I was referring to this comment by this single person:
To the fifty percent of the audience that brought their vaginas with them to the program, the word vagina is probably more likely to connote gender than it is sex or terminology. We’re kind of used to these things. It’s the spoken word that we’re not used to.
Judging from his letter, I think the principal did consult with other faculty members in reaching his decision. He has a right to make the call. He’s the first one who is held legally responsible.
The disciplinary measures that were taken were appropriate for the insubordination. In the school where I taught, students in in-school suspension were allowed to do work from each of their classes so that they did not lose a grade for the day. That was the advantage of in-school over out-of-school suspension. (That, and you got to listen to marvelous operas!)
Part of learning to think critically is knowing when to question or even defy authority. Thoreau’s refusal to pay a poll tax influenced Gandhi and set a nation free. And that influenced Martin Luther King, Jr. and many others.

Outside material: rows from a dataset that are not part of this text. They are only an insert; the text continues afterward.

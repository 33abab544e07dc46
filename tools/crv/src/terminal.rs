//! Real-terminal driver: owns the screen, the timers and the background
//! reload/probe threads, and feeds everything into `AppState::update`.

use crate::app::{AppState, Command, Event};
use crate::config::AppConfig;
use crate::coverage::Report;
use crate::errors::CrvError;
use crate::hotkeys::Key;
use crate::logging::EventLog;
use crate::report_loader::ReportLoader;
use crate::tui;
use crate::watch::{TickKind, WatchWiring};
use crate::watch_probe::ChangeProbe;
use crossterm::event::{self, KeyCode, KeyEvent, KeyEventKind, KeyModifiers};
use crossterm::terminal::{
    disable_raw_mode, enable_raw_mode, EnterAlternateScreen, LeaveAlternateScreen,
};
use crossterm::ExecutableCommand;
use ratatui::backend::CrosstermBackend;
use ratatui::Terminal;
use std::io::{self, Stdout};
use std::sync::Arc;
use std::thread;
use std::time::{Duration, Instant};
use tokio::sync::mpsc::{unbounded_channel, UnboundedReceiver, UnboundedSender};

const IDLE_POLL: Duration = Duration::from_millis(250);

fn terminal_err(e: io::Error) -> CrvError {
    CrvError::Terminal(e.to_string())
}

/// Raw mode plus alternate screen, undone on drop.
struct TerminalGuard {
    terminal: Terminal<CrosstermBackend<Stdout>>,
}

impl TerminalGuard {
    fn enter() -> Result<Self, CrvError> {
        enable_raw_mode().map_err(terminal_err)?;
        let mut stdout = io::stdout();
        if let Err(e) = stdout.execute(EnterAlternateScreen) {
            let _ = disable_raw_mode();
            return Err(terminal_err(e));
        }
        match Terminal::new(CrosstermBackend::new(stdout)) {
            Ok(terminal) => Ok(Self { terminal }),
            Err(e) => {
                let _ = io::stdout().execute(LeaveAlternateScreen);
                let _ = disable_raw_mode();
                Err(terminal_err(e))
            }
        }
    }
}

impl Drop for TerminalGuard {
    fn drop(&mut self) {
        let _ = disable_raw_mode();
        let _ = io::stdout().execute(LeaveAlternateScreen);
        let _ = self.terminal.show_cursor();
    }
}

/// Translates a crossterm key event; releases and repeats are dropped.
pub fn map_key(key: KeyEvent) -> Option<Key> {
    if key.kind != KeyEventKind::Press {
        return None;
    }
    match key.code {
        KeyCode::Char('c') if key.modifiers.contains(KeyModifiers::CONTROL) => Some(Key::CtrlC),
        KeyCode::Char(c) => Some(Key::Char(c)),
        KeyCode::Up => Some(Key::Up),
        KeyCode::Down => Some(Key::Down),
        KeyCode::Enter => Some(Key::Enter),
        KeyCode::Backspace => Some(Key::Backspace),
        KeyCode::Esc => Some(Key::Esc),
        _ => None,
    }
}

/// Executes controller commands: arms timers and runs one-shot background
/// tasks whose results come back over the channel.
pub struct Dispatcher {
    loader: Option<Arc<dyn ReportLoader>>,
    probe: Option<Arc<dyn ChangeProbe>>,
    timers: Vec<(Instant, TickKind)>,
    tx: UnboundedSender<Event>,
    log: EventLog,
}

impl Dispatcher {
    pub fn new(
        loader: Option<Arc<dyn ReportLoader>>,
        probe: Option<Arc<dyn ChangeProbe>>,
        log: EventLog,
    ) -> (Self, UnboundedReceiver<Event>) {
        let (tx, rx) = unbounded_channel();
        (
            Self {
                loader,
                probe,
                timers: Vec::new(),
                tx,
                log,
            },
            rx,
        )
    }

    pub fn wiring(&self, interval: Duration) -> WatchWiring {
        WatchWiring {
            has_reload: self.loader.is_some(),
            has_probe: self.probe.is_some(),
            interval,
        }
    }

    /// Runs `commands`; returns false once a `Quit` is seen.
    pub fn execute(&mut self, commands: Vec<Command>, now: Instant) -> bool {
        for command in commands {
            match command {
                Command::Quit => return false,
                Command::Schedule { tick, after } => self.timers.push((now + after, tick)),
                Command::Reload => {
                    if let Some(loader) = &self.loader {
                        let loader = Arc::clone(loader);
                        let tx = self.tx.clone();
                        thread::spawn(move || {
                            let result = loader.load().map_err(|e| e.to_string());
                            let _ = tx.send(Event::ReloadFinished(result));
                        });
                    }
                }
                Command::Probe => {
                    if let Some(probe) = &self.probe {
                        let probe = Arc::clone(probe);
                        let tx = self.tx.clone();
                        thread::spawn(move || {
                            let result = probe.has_changed().map_err(|e| e.to_string());
                            let _ = tx.send(Event::ProbeFinished(result));
                        });
                    }
                }
            }
        }
        true
    }

    /// Removes and returns the tick events whose deadline has passed.
    pub fn take_due(&mut self, now: Instant) -> Vec<Event> {
        let (due, pending): (Vec<_>, Vec<_>) =
            self.timers.drain(..).partition(|(deadline, _)| *deadline <= now);
        self.timers = pending;
        due.into_iter()
            .map(|(_, tick)| match tick {
                TickKind::Watch => Event::WatchTick,
                TickKind::Probe => Event::ProbeTick,
            })
            .collect()
    }

    /// How long input polling may block before a timer falls due.
    pub fn poll_timeout(&self, now: Instant) -> Duration {
        self.timers
            .iter()
            .map(|(deadline, _)| deadline.saturating_duration_since(now))
            .min()
            .map_or(IDLE_POLL, |until| until.min(IDLE_POLL))
    }

    /// Logs `event`, applies it and runs the resulting commands.
    pub fn apply(&mut self, state: &mut AppState, event: Event) -> bool {
        self.observe(&event);
        let commands = state.update(event);
        self.execute(commands, Instant::now())
    }

    fn observe(&self, event: &Event) {
        match event {
            Event::ReloadFinished(Ok(report)) => {
                self.log.reload_succeeded(&report.name, report.packages.len());
            }
            Event::ReloadFinished(Err(error)) => self.log.reload_failed(error),
            Event::ProbeFinished(Ok(true)) => self.log.probe_changed(),
            Event::ProbeFinished(Err(error)) => self.log.probe_failed(error),
            _ => {}
        }
    }
}

/// Drives the dashboard until a quit key. Only terminal setup and drawing
/// failures are returned; reload and probe failures stay on screen.
pub fn run_dashboard(
    report: Report,
    config: &AppConfig,
    loader: Option<Arc<dyn ReportLoader>>,
    probe: Option<Arc<dyn ChangeProbe>>,
) -> Result<(), CrvError> {
    let log = EventLog::new(config.logging.path.as_deref());
    let (mut dispatcher, mut rx) = Dispatcher::new(loader, probe, log.clone());
    let wiring = dispatcher.wiring(config.interval());
    let mut state = AppState::new(report, config.view_config(), wiring);

    let mut ui = TerminalGuard::enter()?;
    let size = ui.terminal.size().map_err(terminal_err)?;
    state.update(Event::Resize {
        width: size.width,
        height: size.height,
    });
    dispatcher.execute(state.init(), Instant::now());

    let result = drive(&mut ui, &mut state, &mut dispatcher, &mut rx);
    log.session_finished();
    result
}

fn drive(
    ui: &mut TerminalGuard,
    state: &mut AppState,
    dispatcher: &mut Dispatcher,
    rx: &mut UnboundedReceiver<Event>,
) -> Result<(), CrvError> {
    loop {
        ui.terminal
            .draw(|frame| tui::draw(frame, state))
            .map_err(terminal_err)?;

        for tick in dispatcher.take_due(Instant::now()) {
            if !dispatcher.apply(state, tick) {
                return Ok(());
            }
        }
        while let Ok(done) = rx.try_recv() {
            if !dispatcher.apply(state, done) {
                return Ok(());
            }
        }

        let timeout = dispatcher.poll_timeout(Instant::now());
        if !event::poll(timeout).map_err(terminal_err)? {
            continue;
        }
        let input = match event::read().map_err(terminal_err)? {
            event::Event::Key(key) => map_key(key).map(Event::Key),
            event::Event::Resize(width, height) => Some(Event::Resize { width, height }),
            _ => None,
        };
        if let Some(input) = input {
            if !dispatcher.apply(state, input) {
                return Ok(());
            }
        }
    }
}

#[cfg(test)]
mod tests {
    use super::{map_key, Dispatcher};
    use crate::app::{AppState, Command, Event, ViewConfig};
    use crate::coverage::Report;
    use crate::errors::CrvError;
    use crate::hotkeys::Key;
    use crate::logging::EventLog;
    use crate::report_loader::ReportLoader;
    use crate::watch::{TickKind, WatchMode};
    use crate::watch_probe::ChangeProbe;
    use crossterm::event::{KeyCode, KeyEvent, KeyEventKind, KeyModifiers};
    use std::sync::Arc;
    use std::time::{Duration, Instant};

    struct FixedLoader(Result<Report, CrvError>);

    impl ReportLoader for FixedLoader {
        fn load(&self) -> Result<Report, CrvError> {
            self.0.clone()
        }
    }

    struct AlwaysChanged;

    impl ChangeProbe for AlwaysChanged {
        fn has_changed(&self) -> Result<bool, CrvError> {
            Ok(true)
        }
    }

    #[test]
    fn key_translation_keeps_presses_only() {
        let press = KeyEvent::new(KeyCode::Char('j'), KeyModifiers::NONE);
        assert_eq!(map_key(press), Some(Key::Char('j')));
        let ctrl_c = KeyEvent::new(KeyCode::Char('c'), KeyModifiers::CONTROL);
        assert_eq!(map_key(ctrl_c), Some(Key::CtrlC));
        assert_eq!(
            map_key(KeyEvent::new(KeyCode::Backspace, KeyModifiers::NONE)),
            Some(Key::Backspace)
        );
        let mut release = KeyEvent::new(KeyCode::Enter, KeyModifiers::NONE);
        release.kind = KeyEventKind::Release;
        assert_eq!(map_key(release), None);
        assert_eq!(map_key(KeyEvent::new(KeyCode::F(2), KeyModifiers::NONE)), None);
    }

    #[test]
    fn timers_fire_in_deadline_order_and_bound_polling() {
        let (mut dispatcher, _rx) = Dispatcher::new(None, None, EventLog::disabled());
        let now = Instant::now();
        assert_eq!(dispatcher.poll_timeout(now), Duration::from_millis(250));
        dispatcher.execute(
            vec![Command::Schedule {
                tick: TickKind::Probe,
                after: Duration::from_millis(40),
            }],
            now,
        );
        assert_eq!(dispatcher.poll_timeout(now), Duration::from_millis(40));
        assert!(dispatcher.take_due(now).is_empty());
        assert_eq!(
            dispatcher.take_due(now + Duration::from_millis(40)),
            vec![Event::ProbeTick]
        );
        assert!(dispatcher.take_due(now + Duration::from_secs(5)).is_empty());
    }

    #[test]
    fn quit_stops_execution() {
        let (mut dispatcher, _rx) = Dispatcher::new(None, None, EventLog::disabled());
        assert!(!dispatcher.execute(vec![Command::Quit], Instant::now()));
        assert!(dispatcher.execute(vec![Command::Reload, Command::Probe], Instant::now()));
    }

    #[test]
    fn background_reload_result_comes_back_as_an_event() {
        let updated = Report {
            name: "updated".to_string(),
            ..Report::default()
        };
        let loader: Arc<dyn ReportLoader> = Arc::new(FixedLoader(Ok(updated.clone())));
        let (mut dispatcher, mut rx) = Dispatcher::new(Some(loader), None, EventLog::disabled());
        let mut state = AppState::new(
            Report {
                name: "x".to_string(),
                ..Report::default()
            },
            ViewConfig {
                watch: WatchMode::Auto,
                ..ViewConfig::default()
            },
            dispatcher.wiring(Duration::from_secs(1)),
        );
        assert!(dispatcher.apply(&mut state, Event::WatchTick));
        let done = rx.blocking_recv().expect("reload result");
        assert_eq!(done, Event::ReloadFinished(Ok(updated)));
        assert!(dispatcher.apply(&mut state, done));
        assert_eq!(state.report().name, "updated");
    }

    #[test]
    fn background_failures_are_stringified() {
        let loader: Arc<dyn ReportLoader> = Arc::new(FixedLoader(Err(CrvError::ReportParse(
            "lcov.info: no records".to_string(),
        ))));
        let probe: Arc<dyn ChangeProbe> = Arc::new(AlwaysChanged);
        let (mut dispatcher, mut rx) =
            Dispatcher::new(Some(loader), Some(probe), EventLog::disabled());

        dispatcher.execute(vec![Command::Probe], Instant::now());
        assert_eq!(rx.blocking_recv(), Some(Event::ProbeFinished(Ok(true))));

        dispatcher.execute(vec![Command::Reload], Instant::now());
        assert_eq!(
            rx.blocking_recv(),
            Some(Event::ReloadFinished(Err(
                "report parse error: lcov.info: no records".to_string()
            )))
        );
    }
}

A poll tax seemed like a minor issue to me when I was in high school. Maybe the word vagina does to you too. The Vagina Monologues is all about being comfortable with that which makes us female. So much of the time when that part of the body is referenced, it is used as an insult for someone that is intensely disliked. There are all sorts of unpleasant things associated with our vaginas including even the clinical term itself. What’s more, we ain’t got no balls!
Women wish to improve the messages (subliminal and overt) that girls receive about their bodies almost from birth. If someone in the audience thinks that the word vagina is offensive, it is time that she or he learns better.
The words bull, leg, breast and thigh were at one time considered inappropriate. Male bovies were called “she cows.” On a chicken, legs and thighs were called “dark meat” and the breast was “white meat.” Even the legs on a piano were often covered up. We got over it.
I was twenty-four years old before I heard the word menstruation pronounced properly. I had only heard it slurred, whispered or mispronouned. I was so surprised when I heard it that I checked a dictionary to make certain that it was correct. If that word was appropriate in a Methodist Sunday School Board film in 1967, I think that it’s time to introduce vagina in our public school programs.